Postby JimF » Sun Aug 18, 2013 7:07 pm

Just to put an end to this thread...

I was going to purchase a 6-volt Mity Max product with the internal capacitor, but it was proving difficult to find and looked to be weighing in at over a hundred US dollars or perhaps far more.

A friend with a Norton had purchased a 12-volt single phase Podtronics 1-P and never installed it as he solved his problem elsewhere. He offered it to me for $35.

I checked my wiring and I had been using the internally grounded coil to power the ignition system. I left that alone.

The winding with two wires available had been powering my lighting system, albeit with one of the two wires attached to the frame.

I disconnected the wire going to the frame and now had two leads from opposite ends of one winding. I fed this into the Podtronics and hung a large cap on the output.

I got a rock solid 14.5 volts DC out.

I revved the engine; again it was rock solid 14.5 volts DC throughout my RPM range proving the output was indeed regulated (does not waver with engine RPM) as well as rectified (DC voltage and not AC voltage.)

Had I bought a Podtronics I might have opted for the 6-volt version just like I would have the Mity Max, but my LEDs work at either voltage and since they are the only things on the DC it was a "don't care" type of thing.

My only insecurity was whether the "6-volt" alternator had the voltage amplitude needed to create 12-volts, but since I was reasonably sure that it was high amplitude voltage that fried my first set of LEDs when I tried to run them on simple un-regulated power that was half-wave rectified (a.k.a. pulsed-DC), it stood to reason that I would get some reasonable voltage out of the Podtronics.

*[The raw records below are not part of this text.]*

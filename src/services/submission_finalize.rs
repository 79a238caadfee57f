use time::OffsetDateTime;

use crate::core::state::AppState;
use crate::db::models::Exam;
use crate::db::types::{GradingStatus, SubmitMode};
use crate::services::aggregate::mutate_exam;
use crate::services::errors::AttemptError;
use crate::services::grading::grade_attempt;
use crate::services::notifications::{self, SubmissionEvent};
use crate::services::session::seconds_remaining;

/// Late manual submits inside this window are still accepted as manual.
const SUBMIT_GRACE_PERIOD_SECONDS: i64 = 60;

/// What a committed finalisation hands back to its caller.
#[derive(Debug, Clone, PartialEq)]
pub(crate) struct SubmissionNotice {
    pub(crate) attempt_id: String,
    pub(crate) submitted_at: OffsetDateTime,
    pub(crate) grading_status: GradingStatus,
    pub(crate) mode: SubmitMode,
    pub(crate) event: SubmissionEvent,
}

#[derive(Debug, Clone, PartialEq)]
pub(crate) enum SubmitOutcome {
    Submitted(SubmissionNotice),
    Expired(SubmissionNotice),
}

/// Grades the incomplete attempt at `index` and closes it. `is_completed` only
/// ever moves from false to true here.
pub(crate) fn finalize_attempt(
    exam: &mut Exam,
    index: usize,
    mode: SubmitMode,
    now: OffsetDateTime,
) -> SubmissionNotice {
    let questions = &exam.questions;
    let attempt = &mut exam.attempts[index];

    let report = grade_attempt(questions, exam.total_marks, attempt);
    attempt.is_completed = true;
    attempt.submitted_at = Some(now);
    attempt.submit_mode = Some(mode);
    attempt.updated_at = now;

    tracing::debug!(
        attempt_id = %attempt.id,
        objective = report.objective,
        theory = report.theory,
        skipped = report.skipped,
        "Attempt graded on submit"
    );

    SubmissionNotice {
        attempt_id: attempt.id.clone(),
        submitted_at: now,
        grading_status: attempt.grading_status,
        mode,
        event: SubmissionEvent {
            teacher_id: exam.teacher_id.clone(),
            exam_id: exam.id.clone(),
            exam_title: exam.title.clone(),
            student_id: attempt.student_id.clone(),
            student_name: attempt.student_name.clone(),
            attempt_id: attempt.id.clone(),
            mode: mode.as_str(),
        },
    }
}

pub(crate) fn submit_current(
    exam: &mut Exam,
    student_id: &str,
    now: OffsetDateTime,
) -> Result<SubmitOutcome, AttemptError> {
    let Some(index) = exam.incomplete_attempt_index(student_id) else {
        return Err(match exam.latest_completed_attempt(student_id) {
            Some(_) => AttemptError::state_conflict("Attempt has already been submitted"),
            None => AttemptError::not_found("No attempt found for this exam"),
        });
    };

    if seconds_remaining(exam, &exam.attempts[index], now) < -SUBMIT_GRACE_PERIOD_SECONDS {
        return Ok(SubmitOutcome::Expired(finalize_attempt(
            exam,
            index,
            SubmitMode::AutoExpiry,
            now,
        )));
    }

    Ok(SubmitOutcome::Submitted(finalize_attempt(exam, index, SubmitMode::Manual, now)))
}

/// Records a finalisation that already committed: metrics, log, teacher notification.
pub(crate) fn announce(state: &AppState, notice: &SubmissionNotice) {
    metrics::counter!("exam_attempts_submitted_total", "mode" => notice.mode.as_str())
        .increment(1);
    if notice.mode == SubmitMode::AutoExpiry {
        metrics::counter!("exam_attempts_expired_total").increment(1);
    }

    tracing::info!(
        exam_id = %notice.event.exam_id,
        student_id = %notice.event.student_id,
        attempt_id = %notice.attempt_id,
        mode = notice.mode.as_str(),
        grading_status = ?notice.grading_status,
        "Attempt submitted"
    );

    notifications::dispatch(state.notifier(), notice.event.clone());
}

pub(crate) async fn submit(
    state: &AppState,
    exam_id: &str,
    student_id: &str,
    now: OffsetDateTime,
) -> Result<SubmissionNotice, AttemptError> {
    let outcome = mutate_exam(state.store(), exam_id, state.write_retries(), |exam| {
        submit_current(exam, student_id, now)
    })
    .await?;

    match outcome {
        SubmitOutcome::Submitted(notice) => {
            announce(state, &notice);
            Ok(notice)
        }
        SubmitOutcome::Expired(notice) => {
            announce(state, &notice);
            Err(AttemptError::Expired { auto_submitted: true })
        }
    }
}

After all, I was really only looking for rectification and regulation, the LEDs I use will function from 4 volts to 18 volts.

Also, in retrospect, it was a good thing that I ended up with a 12-volt unit as with 12-volts I can run some low-power accessory like a GPS if I wanted to.


So to put a fancy bow on this package and call it really done and before anyone decides to follow my path so they can run a heated vest and heated grips at 12-volts DC on their Ducati single, let me make a fairly accurate summary of what you can expect.

I know this assumption is incorrect, but assuming that we split the two alternator wingdings down the middle with respect to power then each of the two wingdings would deliver 20-watts. Another wrong assumption is that the 40-watt alternator is indeed limited to 40-watts, but for wrapping this up let's assume it is.

So with 20 watts heading into the Podtronics regulator/rectifier, and wrongly assuming there is no power loss in the Podtronics, I have 1.66 amps of 12 volts DC available. (Amps times voltage equals power.)

My lighting consumes 6-watts (0.5 amps) in the front and 6-watts in the back (but only when the brake is applied so that is 0.5 amps).


Following this line of reasoning I should have 0.66 amps or 8-watts of 12 volts DC power to run another device.